Les champignons sont ubiquitaires dans l'environnement. Ils peuvent être responsables de pathologies sinusiennes chroniques, comme la sinusite fongique allergique. Cette affection des sinus est une entité relativement récente, difficile à définir. De nombreux points restent encore à élucider, souligne le Pr André Coste.
Les champignons présents dans l'environnement sous forme de spores peuvent interagir avec la polypose et entraîner des pathologies naso-sinusiennes, comme la rhinosinusite fongique allergique (SFA) et la rhinosinusite fongique à éosinophiles (Rsfe). Ces formes de sinusite chronique sont des entités cliniques difficiles à définir, aux limites floues et dont l'existence est encore controversée. Le Pr Coste explique que «les critères diagnostiques sont variables d'une étude à une autre».
Les champignons en cause dans la SFA sont variés. On retrouve l' Aspergillus dans 13 % des cas et des espèces autres dans 87 % des cas. Les cultures ne sont pas systématiquement positives, ce qui pose des difficultés pour le diagnostic. Au niveau physiopathologique, l'exposition aux éléments fongiques entraînerait une inflammation à éosinophiles et une hypersensibilité. L'inflammation serait ensuite responsable d'une cascade d'événements avec une prolifération des éléments fongiques, à l'origine d'un cercle vicieux qui entretient l'inflammation. On pense que, dans la SFA, «l'interaction fongus et éosinophiles est très certainement au centre de l'étiopathologie». A noter que la SFA est probablement une affection multifactorielle. D'autres facteurs locaux, environnementaux et génétiques sont probablement en cause, et restent à élucider. Le premier cas de SFA a été décrit en 1976. Cette forme de rhinosinusite survient le plus souvent chez l'adulte jeune immunocompétent. Des antécédents d'asthme et de polypose nasale peuvent être retrouvés à l'interrogatoire. On note que la prévalence est plus élevée dans les régions tempérées à forte humidité. Il n'y a pas de consensus dans la littérature sur les critères diagnostiques dans la SFA. Le début de la maladie est souvent progressif et l'atteinte peut être uni- ou bilatérale. Des déformations faciales parfois rapides sont quelquefois rapportées. Les patients se plaignent d'une obstruction nasale associée à des troubles de l'odorat. Les sécrétions nasales sont en général épaisses. Elles contiennent un taux élevé d'éosinophiles et des cristaux de Charcot-Leyden. A l'examen clinique, on retrouve une polypose nasale extensive. Les muqueuses des sinus sont oedématiées et hypertrophiées. Des déformations faciales et des troubles visuels peuvent être observés. L'examen de choix pour le diagnostic positif est l'imagerie, plus précisément le scanner des sinus de la face. Il montre une opacité sinusienne diffuse et hétérogène, antérieure et postérieure. L'atteinte peut être uni- ou bilatérale. Des déformations des parois, de la cloison nasale et des destructions osseuses sont possibles, ainsi qu'un envahissement de l'orbite, voire de la base du crâne. L'examen anatomopathologique retrouve un aspect caractéristique de « mucine allergique » riche en éosinophiles et en éléments fongiques.

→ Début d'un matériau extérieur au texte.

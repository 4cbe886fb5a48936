//! Permission dialog handling: UI dump parsing and button selection.

mod nodes;
mod resolver;

pub use nodes::{parse_ui_dump, Bounds, UiNode};
pub use resolver::{fold_text, resolve_button, score_node, DialogIntent, BOTTOM_ROW_BAND};

/// Default foreground packages that indicate a system permission dialog.
pub const DEFAULT_PERMISSION_DIALOG_PACKAGES: &[&str] = &[
    "com.android.permissioncontroller",
    "com.google.android.permissioncontroller",
    "com.android.packageinstaller",
    "com.google.android.packageinstaller",
    "com.samsung.android.permissioncontroller",
    "com.lbe.security.miui",
    "com.miui.securitycenter",
    "com.coloros.securitypermission",
    "com.huawei.systemmanager",
];

/// Whether `package` is one of the configured permission dialog packages.
pub fn is_permission_dialog(package: &str, packages: &[String]) -> bool {
    !package.is_empty() && packages.iter().any(|p| p == package)
}
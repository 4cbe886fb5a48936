//! Request body builders for the three calling conventions.

use base64::{engine::general_purpose::STANDARD as BASE64, Engine};
use serde_json::{json, Map, Value};

/// Everything the model sees for one step.
#[derive(Debug, Clone, Copy)]
pub struct StepContext<'a> {
    pub task: &'a str,
    pub step: u32,
    pub max_steps: u32,
    /// Foreground package, `None` when no snapshot was captured.
    pub current_app: Option<&'a str>,
    /// Size of the image the model sees (width, height).
    pub screen: (u32, u32),
    pub image_png: Option<&'a [u8]>,
    /// Most recent history lines, oldest first.
    pub history: &'a [String],
}

impl<'a> StepContext<'a> {
    /// Context for a step without a snapshot.
    pub fn text_only(task: &'a str, step: u32, max_steps: u32, history: &'a [String]) -> Self {
        Self {
            task,
            step,
            max_steps,
            current_app: None,
            screen: (1080, 1920),
            image_png: None,
            history,
        }
    }

    /// The textual part of the user turn.
    pub fn user_text(&self) -> String {
        let mut text = format!(
            "Task: {}\nStep: {}/{}\n",
            self.task, self.step, self.max_steps
        );
        match self.current_app {
            Some(app) if !app.is_empty() => {
                text.push_str(&format!("Current app: {}\n", app));
            }
            Some(_) => text.push_str("Current app: unknown\n"),
            None => text.push_str("No screenshot is available for this step.\n"),
        }
        if self.history.is_empty() {
            text.push_str("History: (none)\n");
        } else {
            text.push_str("History:\n");
            for line in self.history {
                text.push_str("- ");
                text.push_str(line);
                text.push('\n');
            }
        }
        text.push_str("Decide the next single action.");
        text
    }

    fn image_data_uri(&self) -> Option<String> {
        self.image_png
            .map(|png| format!("data:image/png;base64,{}", BASE64.encode(png)))
    }
}

/// Helper for building conversation messages.
pub struct MessageBuilder;

impl MessageBuilder {
    /// Create a system message.
    pub fn create_system_message(content: &str) -> Value {
        json!({
            "role": "system",
            "content": content
        })
    }

    /// Create a chat user message with an optional image data URI.
    pub fn create_user_message(text: &str, image_uri: Option<&str>) -> Value {
        let mut content = Vec::new();

        if let Some(uri) = image_uri {
            content.push(json!({
                "type": "image_url",
                "image_url": { "url": uri }
            }));
        }

        content.push(json!({
            "type": "text",
            "text": text
        }));

        json!({
            "role": "user",
            "content": content
        })
    }
}

/// Sampling parameters shared by every convention.
#[derive(Debug, Clone)]
pub struct Sampling<'a> {
    pub model: &'a str,
    pub max_tokens: u32,
    pub temperature: f32,
    pub top_p: f32,
    pub extra_body: &'a Map<String, Value>,
}

fn merge_extra(body: &mut Value, extra: &Map<String, Value>) {
    if let Value::Object(map) = body {
        for (key, value) in extra {
            map.insert(key.clone(), value.clone());
        }
    }
}

/// `POST /chat/completions` body.
pub fn chat_body(system: &str, ctx: &StepContext<'_>, sampling: &Sampling<'_>, use_tools: bool) -> Value {
    let image = ctx.image_data_uri();
    let messages = vec![
        MessageBuilder::create_system_message(system),
        MessageBuilder::create_user_message(&ctx.user_text(), image.as_deref()),
    ];

    let mut body = json!({
        "model": sampling.model,
        "messages": messages,
        "max_tokens": sampling.max_tokens,
        "temperature": sampling.temperature,
        "top_p": sampling.top_p,
    });
    if use_tools {
        body["tools"] = Value::Array(
            tool_definitions()
                .into_iter()
                .map(|(name, description, parameters)| {
                    json!({
                        "type": "function",
                        "function": {
                            "name": name,
                            "description": description,
                            "parameters": parameters
                        }
                    })
                })
                .collect(),
        );
        body["tool_choice"] = json!("auto");
    }
    merge_extra(&mut body, sampling.extra_body);
    body
}

/// `POST /responses` body.
pub fn responses_body(
    system: &str,
    ctx: &StepContext<'_>,
    sampling: &Sampling<'_>,
    use_tools: bool,
) -> Value {
    let mut content = vec![json!({ "type": "input_text", "text": ctx.user_text() })];
    if let Some(uri) = ctx.image_data_uri() {
        content.push(json!({ "type": "input_image", "image_url": uri }));
    }

    let mut body = json!({
        "model": sampling.model,
        "instructions": system,
        "input": [{ "role": "user", "content": content }],
        "max_output_tokens": sampling.max_tokens,
        "temperature": sampling.temperature,
        "top_p": sampling.top_p,
    });
    if use_tools {
        body["tools"] = Value::Array(
            tool_definitions()
                .into_iter()
                .map(|(name, description, parameters)| {
                    json!({
                        "type": "function",
                        "name": name,
                        "description": description,
                        "parameters": parameters
                    })
                })
                .collect(),
        );
    }
    merge_extra(&mut body, sampling.extra_body);
    body
}

/// `POST /completions` body. Text only, the image is never sent.
pub fn completions_body(system: &str, ctx: &StepContext<'_>, sampling: &Sampling<'_>) -> Value {
    let prompt = format!(
        "{}\n\n{}\nReply with a short thought and one JSON action object.\n",
        system,
        ctx.user_text()
    );
    let mut body = json!({
        "model": sampling.model,
        "prompt": prompt,
        "max_tokens": sampling.max_tokens,
        "temperature": sampling.temperature,
        "top_p": sampling.top_p,
    });
    merge_extra(&mut body, sampling.extra_body);
    body
}

fn params(mut properties: Map<String, Value>, required: &[&str]) -> Value {
    properties.insert(
        "thought".to_string(),
        json!({ "type": "string", "description": "Short reasoning for this step" }),
    );
    properties.insert(
        "reason".to_string(),
        json!({ "type": "string", "description": "Why this action is taken" }),
    );
    json!({
        "type": "object",
        "properties": properties,
        "required": required,
    })
}

fn props(pairs: &[(&str, Value)]) -> Map<String, Value> {
    pairs
        .iter()
        .map(|(k, v)| (k.to_string(), v.clone()))
        .collect()
}

/// One function tool per action tag. `type` is exposed as `type_text`.
pub fn tool_definitions() -> Vec<(&'static str, &'static str, Value)> {
    let int = json!({ "type": "integer" });
    let string = json!({ "type": "string" });

    vec![
        (
            "tap",
            "Tap a point on the screen",
            params(props(&[("x", int.clone()), ("y", int.clone())]), &["x", "y"]),
        ),
        (
            "swipe",
            "Swipe from one point to another",
            params(
                props(&[
                    ("x1", int.clone()),
                    ("y1", int.clone()),
                    ("x2", int.clone()),
                    ("y2", int.clone()),
                    ("durationMs", int.clone()),
                ]),
                &["x1", "y1", "x2", "y2"],
            ),
        ),
        (
            "type_text",
            "Type text into the focused field",
            params(props(&[("text", string.clone())]), &["text"]),
        ),
        (
            "keyevent",
            "Send an Android key event such as KEYCODE_BACK",
            params(props(&[("keycode", string.clone())]), &["keycode"]),
        ),
        (
            "launch_app",
            "Launch an app by package name",
            params(props(&[("packageName", string.clone())]), &["packageName"]),
        ),
        (
            "shell",
            "Run an adb shell command",
            params(props(&[("command", string.clone())]), &["command"]),
        ),
        (
            "run_script",
            "Run a shell script on the device",
            params(
                props(&[("script", string.clone()), ("timeoutSec", int.clone())]),
                &["script"],
            ),
        ),
        (
            "request_human_auth",
            "Ask a human to perform or approve a step that needs real-world proof",
            params(
                props(&[
                    (
                        "capability",
                        json!({
                            "type": "string",
                            "enum": [
                                "camera", "qr", "microphone", "voice", "nfc", "sms", "2fa",
                                "location", "biometric", "notification", "contacts",
                                "calendar", "files", "oauth", "payment", "permission"
                            ]
                        }),
                    ),
                    ("instruction", string.clone()),
                    ("timeoutSec", int.clone()),
                ]),
                &["capability", "instruction"],
            ),
        ),
        (
            "wait",
            "Wait for the screen to settle",
            params(props(&[("durationMs", int)]), &[]),
        ),
        (
            "finish",
            "Finish the task with a summary message",
            params(props(&[("message", string)]), &["message"]),
        ),
    ]
}
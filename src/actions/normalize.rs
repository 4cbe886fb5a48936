//! Conversion of untrusted model output into typed actions.
//!
//! [`normalize`] is total: whatever the model produced, the result is one of
//! the [`ActionKind`] variants. Anything that cannot be interpreted safely
//! becomes a `wait` carrying a diagnostic reason.

use serde_json::{Map, Value};

use super::action::{
    Action, ActionKind, Capability, DEFAULT_HUMAN_AUTH_TIMEOUT_SECS, DEFAULT_SCRIPT_TIMEOUT_SECS,
    DEFAULT_SWIPE_DURATION_MS, DEFAULT_WAIT_DURATION_MS,
};

/// Normalize an arbitrary JSON value into an [`Action`].
pub fn normalize(raw: &Value) -> Action {
    let obj = match raw.as_object() {
        Some(obj) => obj,
        None => return Action::wait_because("invalid action payload"),
    };

    let tag = tag_of(obj);
    let reason = string_field(obj, &["reason"]).filter(|r| !r.trim().is_empty());

    let kind = match tag.as_str() {
        "tap" => {
            let point = array_field(obj, &["element", "point"]);
            ActionKind::Tap {
                x: coord(obj, &["x"], point, 0),
                y: coord(obj, &["y"], point, 1),
            }
        }
        "swipe" => {
            let start = array_field(obj, &["start"]);
            let end = array_field(obj, &["end"]);
            ActionKind::Swipe {
                x1: coord(obj, &["x1"], start, 0),
                y1: coord(obj, &["y1"], start, 1),
                x2: coord(obj, &["x2"], end, 0),
                y2: coord(obj, &["y2"], end, 1),
                duration_ms: duration(
                    obj,
                    &["durationMs", "duration_ms", "duration"],
                    DEFAULT_SWIPE_DURATION_MS,
                ),
            }
        }
        "type" | "type_text" => ActionKind::Type {
            text: string_field(obj, &["text", "value"]).unwrap_or_default(),
        },
        "keyevent" => match keycode(obj) {
            Some(keycode) => ActionKind::Keyevent { keycode },
            None => return Action::wait_because("keyevent without keycode"),
        },
        "launch_app" => match non_blank(obj, &["packageName", "package_name", "package", "app"]) {
            Some(package_name) => ActionKind::LaunchApp { package_name },
            None => return Action::wait_because("launch_app without packageName"),
        },
        "shell" => match non_blank(obj, &["command", "cmd"]) {
            Some(command) => ActionKind::Shell { command },
            None => return Action::wait_because("shell without command"),
        },
        "run_script" => match non_blank(obj, &["script"]) {
            Some(script) => ActionKind::RunScript {
                script,
                timeout_sec: duration(
                    obj,
                    &["timeoutSec", "timeout_sec", "timeout"],
                    DEFAULT_SCRIPT_TIMEOUT_SECS,
                ),
            },
            None => return Action::wait_because("run_script without script"),
        },
        "request_human_auth" => human_auth(obj),
        "wait" => ActionKind::Wait {
            duration_ms: duration(
                obj,
                &["durationMs", "duration_ms", "duration"],
                DEFAULT_WAIT_DURATION_MS,
            ),
        },
        "finish" => ActionKind::Finish {
            message: non_blank(obj, &["message", "result", "text"])
                .unwrap_or_else(|| "Task completed".to_string()),
        },
        other => return Action::wait_because(format!("unknown action type '{}'", other)),
    };

    Action { kind, reason }
}

fn human_auth(obj: &Map<String, Value>) -> ActionKind {
    let raw_capability = string_field(obj, &["capability"])
        .unwrap_or_default()
        .trim()
        .to_lowercase();
    let given = non_blank(obj, &["instruction", "message"]);
    let timeout_sec = duration(
        obj,
        &["timeoutSec", "timeout_sec", "timeout"],
        DEFAULT_HUMAN_AUTH_TIMEOUT_SECS,
    );

    let (capability, instruction) = match Capability::from_name(&raw_capability) {
        Some(cap) if cap != Capability::Unknown => (
            cap,
            given.unwrap_or_else(|| cap.default_instruction().to_string()),
        ),
        _ => (
            Capability::Unknown,
            format!(
                "Unrecognized capability '{}'. {}",
                raw_capability,
                given.unwrap_or_else(|| Capability::Unknown.default_instruction().to_string())
            ),
        ),
    };

    ActionKind::RequestHumanAuth {
        capability,
        instruction,
        timeout_sec,
    }
}

fn tag_of(obj: &Map<String, Value>) -> String {
    let raw = ["type", "action", "name"]
        .iter()
        .find_map(|key| obj.get(*key))
        .map(|v| match v {
            Value::String(s) => s.clone(),
            Value::Null => String::new(),
            other => other.to_string(),
        })
        .unwrap_or_default();
    raw.trim().to_lowercase()
}

fn lookup<'a>(obj: &'a Map<String, Value>, keys: &[&str]) -> Option<&'a Value> {
    keys.iter().find_map(|key| obj.get(*key))
}

fn string_field(obj: &Map<String, Value>, keys: &[&str]) -> Option<String> {
    lookup(obj, keys).and_then(|v| match v {
        Value::String(s) => Some(s.clone()),
        Value::Number(n) => Some(n.to_string()),
        Value::Bool(b) => Some(b.to_string()),
        _ => None,
    })
}

fn non_blank(obj: &Map<String, Value>, keys: &[&str]) -> Option<String> {
    string_field(obj, keys)
        .map(|s| s.trim().to_string())
        .filter(|s| !s.is_empty())
}

fn array_field<'a>(obj: &'a Map<String, Value>, keys: &[&str]) -> Option<&'a Vec<Value>> {
    lookup(obj, keys).and_then(Value::as_array)
}

fn keycode(obj: &Map<String, Value>) -> Option<String> {
    match lookup(obj, &["keycode", "keyCode", "key_code", "key"])? {
        Value::String(s) if !s.trim().is_empty() => Some(s.trim().to_string()),
        other => to_number(other).map(|n| format!("{}", n.round() as i64)),
    }
}

fn coord(obj: &Map<String, Value>, keys: &[&str], pair: Option<&Vec<Value>>, index: usize) -> i32 {
    lookup(obj, keys)
        .and_then(to_number)
        .or_else(|| pair.and_then(|p| p.get(index)).and_then(to_number))
        .map(|n| n.round() as i32)
        .unwrap_or(0)
}

fn duration(obj: &Map<String, Value>, keys: &[&str], default: u64) -> u64 {
    lookup(obj, keys)
        .and_then(to_number)
        .map(|n| n.max(0.0).round() as u64)
        .unwrap_or(default)
}

/// Coerce a JSON value to a finite number the way JavaScript's `Number()`
/// would, returning `None` for anything that would be `NaN` or infinite.
pub fn to_number(value: &Value) -> Option<f64> {
    let n = match value {
        Value::Null => 0.0,
        Value::Bool(b) => {
            if *b {
                1.0
            } else {
                0.0
            }
        }
        Value::Number(n) => n.as_f64()?,
        Value::String(s) => {
            let s = s.trim();
            if s.is_empty() {
                0.0
            } else {
                s.parse::<f64>().ok()?
            }
        }
        Value::Array(items) => match items.as_slice() {
            [] => 0.0,
            [single] => return to_number(single),
            _ => return None,
        },
        Value::Object(_) => return None,
    };
    n.is_finite().then_some(n)
}

#[cfg(test)]
mod tests {
    use super::*;
    use serde_json::json;

    fn reason_of(action: &Action) -> &str {
        action.reason.as_deref().unwrap_or("")
    }

    #[test]
    fn test_non_object_becomes_wait() {
        for raw in [json!(null), json!("tap"), json!(42), json!([1, 2]), json!(true)] {
            let action = normalize(&raw);
            assert!(matches!(action.kind, ActionKind::Wait { .. }));
            assert_eq!(reason_of(&action), "invalid action payload");
        }
    }

    #[test]
    fn test_unknown_type_becomes_wait() {
        let action = normalize(&json!({"type": "teleport", "x": 1}));
        assert!(matches!(action.kind, ActionKind::Wait { duration_ms: 1000 }));
        assert_eq!(reason_of(&action), "unknown action type 'teleport'");

        let action = normalize(&json!({"x": 1}));
        assert_eq!(reason_of(&action), "unknown action type ''");
    }

    #[test]
    fn test_tap_coerces_strings_and_arrays() {
        let action = normalize(&json!({"type": "tap", "x": "120.6", "y": [300]}));
        assert_eq!(action.kind, ActionKind::Tap { x: 121, y: 300 });

        let action = normalize(&json!({"type": "TAP", "element": [10, 20]}));
        assert_eq!(action.kind, ActionKind::Tap { x: 10, y: 20 });
    }

    #[test]
    fn test_numeric_fields_fall_back_on_garbage() {
        let garbage = json!({"nested": true});
        let swipe = normalize(&json!({
            "type": "swipe", "x1": garbage, "y1": "abc", "x2": [1, 2], "y2": null,
            "durationMs": "soon"
        }));
        assert_eq!(
            swipe.kind,
            ActionKind::Swipe { x1: 0, y1: 0, x2: 0, y2: 0, duration_ms: 300 }
        );

        let wait = normalize(&json!({"type": "wait", "durationMs": "Infinity"}));
        assert_eq!(wait.kind, ActionKind::Wait { duration_ms: 1000 });

        let script = normalize(&json!({"type": "run_script", "script": "ls", "timeoutSec": {}}));
        assert_eq!(
            script.kind,
            ActionKind::RunScript { script: "ls".into(), timeout_sec: 60 }
        );

        let auth = normalize(&json!({
            "type": "request_human_auth", "capability": "sms", "timeoutSec": "later"
        }));
        match auth.kind {
            ActionKind::RequestHumanAuth { timeout_sec, .. } => assert_eq!(timeout_sec, 300),
            other => panic!("unexpected {:?}", other),
        }
    }

    #[test]
    fn test_negative_durations_clamp_to_zero() {
        let wait = normalize(&json!({"type": "wait", "duration_ms": -50}));
        assert_eq!(wait.kind, ActionKind::Wait { duration_ms: 0 });
    }

    #[test]
    fn test_capability_is_trimmed_and_lowercased() {
        let action = normalize(&json!({
            "type": "request_human_auth", "capability": "  2FA ", "instruction": "Enter code"
        }));
        assert_eq!(
            action.kind,
            ActionKind::RequestHumanAuth {
                capability: Capability::TwoFactor,
                instruction: "Enter code".into(),
                timeout_sec: 300,
            }
        );
    }

    #[test]
    fn test_unknown_capability_generates_instruction() {
        let action = normalize(&json!({"type": "request_human_auth", "capability": "telepathy"}));
        match action.kind {
            ActionKind::RequestHumanAuth { capability, instruction, .. } => {
                assert_eq!(capability, Capability::Unknown);
                assert!(instruction.contains("telepathy"));
                assert!(!instruction.is_empty());
            }
            other => panic!("unexpected {:?}", other),
        }

        let action = normalize(&json!({"type": "request_human_auth"}));
        match action.kind {
            ActionKind::RequestHumanAuth { capability, instruction, .. } => {
                assert_eq!(capability, Capability::Unknown);
                assert!(instruction.starts_with("Unrecognized capability"));
            }
            other => panic!("unexpected {:?}", other),
        }
    }

    #[test]
    fn test_type_text_alias_and_reason() {
        let action = normalize(&json!({"type": "type_text", "text": "hello", "reason": "search"}));
        assert_eq!(action.kind, ActionKind::Type { text: "hello".into() });
        assert_eq!(action.reason.as_deref(), Some("search"));
    }

    #[test]
    fn test_missing_required_strings_become_wait() {
        assert!(matches!(
            normalize(&json!({"type": "launch_app"})).kind,
            ActionKind::Wait { .. }
        ));
        assert!(matches!(
            normalize(&json!({"type": "shell", "command": "  "})).kind,
            ActionKind::Wait { .. }
        ));
        let key = normalize(&json!({"type": "keyevent", "keycode": 4}));
        assert_eq!(key.kind, ActionKind::Keyevent { keycode: "4".into() });
    }

    #[test]
    fn test_finish_message_default() {
        let action = normalize(&json!({"type": "finish"}));
        assert_eq!(action.kind, ActionKind::Finish { message: "Task completed".into() });
    }

    #[test]
    fn test_to_number_follows_js_rules() {
        assert_eq!(to_number(&json!("")), Some(0.0));
        assert_eq!(to_number(&json!(" 12 ")), Some(12.0));
        assert_eq!(to_number(&json!(true)), Some(1.0));
        assert_eq!(to_number(&json!([])), Some(0.0));
        assert_eq!(to_number(&json!(["7"])), Some(7.0));
        assert_eq!(to_number(&json!("12px")), None);
        assert_eq!(to_number(&json!({})), None);
    }
}
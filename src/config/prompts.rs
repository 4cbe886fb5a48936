//! System prompts for the agent.

use chrono::{Datelike, Local};

/// Build the system prompt with the current date and the screen size the
/// model is looking at.
pub fn get_system_prompt(lang: &str, width: u32, height: u32, use_tools: bool) -> String {
    let today = Local::now();
    let header = match lang {
        "cn" | "zh" => {
            let weekday_names = ["星期一", "星期二", "星期三", "星期四", "星期五", "星期六", "星期日"];
            let weekday = weekday_names[today.weekday().num_days_from_monday() as usize];
            format!(
                "今天的日期是: {} {}\n当前屏幕分辨率: {}x{} (宽x高)\n请用中文写 thought。\n",
                today.format("%Y年%m月%d日"),
                weekday,
                width,
                height
            )
        }
        _ => format!(
            "Today's date is: {}\nCurrent screen resolution: {}x{} (width x height)\n",
            today.format("%B %d, %Y"),
            width,
            height
        ),
    };

    let output_format = if use_tools {
        TOOL_OUTPUT_FORMAT
    } else {
        JSON_OUTPUT_FORMAT
    };

    format!("{}{}\n{}\n{}", header, SYSTEM_PROMPT, output_format, RULES)
}

static SYSTEM_PROMPT: &str = r#"You are a phone automation agent. Each turn you see the task, the most recent history and a screenshot of the device, and you choose exactly ONE next action.

Coordinates are absolute pixels in the screenshot you are given. Origin (0, 0) is the top-left corner.

Available actions:
- tap: {"type":"tap","x":X,"y":Y}
- swipe: {"type":"swipe","x1":X1,"y1":Y1,"x2":X2,"y2":Y2,"durationMs":300}
- type: {"type":"type","text":"..."} types into the focused field, replacing its content
- keyevent: {"type":"keyevent","keycode":"KEYCODE_BACK"} (also KEYCODE_HOME, KEYCODE_ENTER, ...)
- launch_app: {"type":"launch_app","packageName":"com.example.app"}
- shell: {"type":"shell","command":"..."} runs an adb shell command
- run_script: {"type":"run_script","script":"...","timeoutSec":60}
- request_human_auth: {"type":"request_human_auth","capability":"sms","instruction":"...","timeoutSec":300}
    Use this whenever the next step needs something only a human can provide: a fingerprint or face check, an SMS or 2FA code, scanning a QR code, a camera or microphone action, an NFC card, a payment confirmation, an OAuth sign-in, a location, a photo, or a system permission decision.
    capability is one of: camera, qr, microphone, voice, nfc, sms, 2fa, location, biometric, notification, contacts, calendar, files, oauth, payment, permission.
- wait: {"type":"wait","durationMs":1000}
- finish: {"type":"finish","message":"..."} when the task is complete, or cannot be completed (explain why)

Every action may carry a short "reason"."#;

static JSON_OUTPUT_FORMAT: &str = r#"Output format: a short thought followed by a single JSON object, for example:
```json
{"thought":"The search box is at the top","type":"tap","x":540,"y":180,"reason":"focus search"}
```
Output exactly one JSON object."#;

static TOOL_OUTPUT_FORMAT: &str = r#"Output format: call exactly one of the provided tools. Put your short reasoning in the tool's "thought" argument."#;

static RULES: &str = r#"Rules:
1. Check the current app first. If it is not the target app, launch it.
2. If a page did not load, wait at most three times before going back.
3. After each action, check in the next screenshot whether it took effect before moving on.
4. If a human approved an authorization request, the history says what was delivered (typed code, location, image path). Continue from there.
5. Never guess verification codes or passwords. Request human authorization instead.
6. Before finishing, verify that the task is completely and accurately done."#;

Trois axes thérapeutiques.
Le traitement de la SFA repose sur trois axes associant chirurgie, corticothérapie et traitement antifongique local. Le premier temps est le traitement chirurgical. Il permet d'éradiquer la charge élevée en antigène et il est réalisé par voie endonasale.
La corticothérapie est débutée immédiatement en postopératoire. Elle est prolongée sur une période de 2 à 12 mois et diminuée progressivement. Enfin, pour ce qui est du traitement antifongique, il y a peu de données dans la littérature. La voie systémique est à éviter car elle est potentiellement dangereuse, et on préférera l'administration des antifongiques par irrigations locales.
D'après la communication du Pr André Coste, service d'ORL, hôpital Henri-Mondor, Créteil.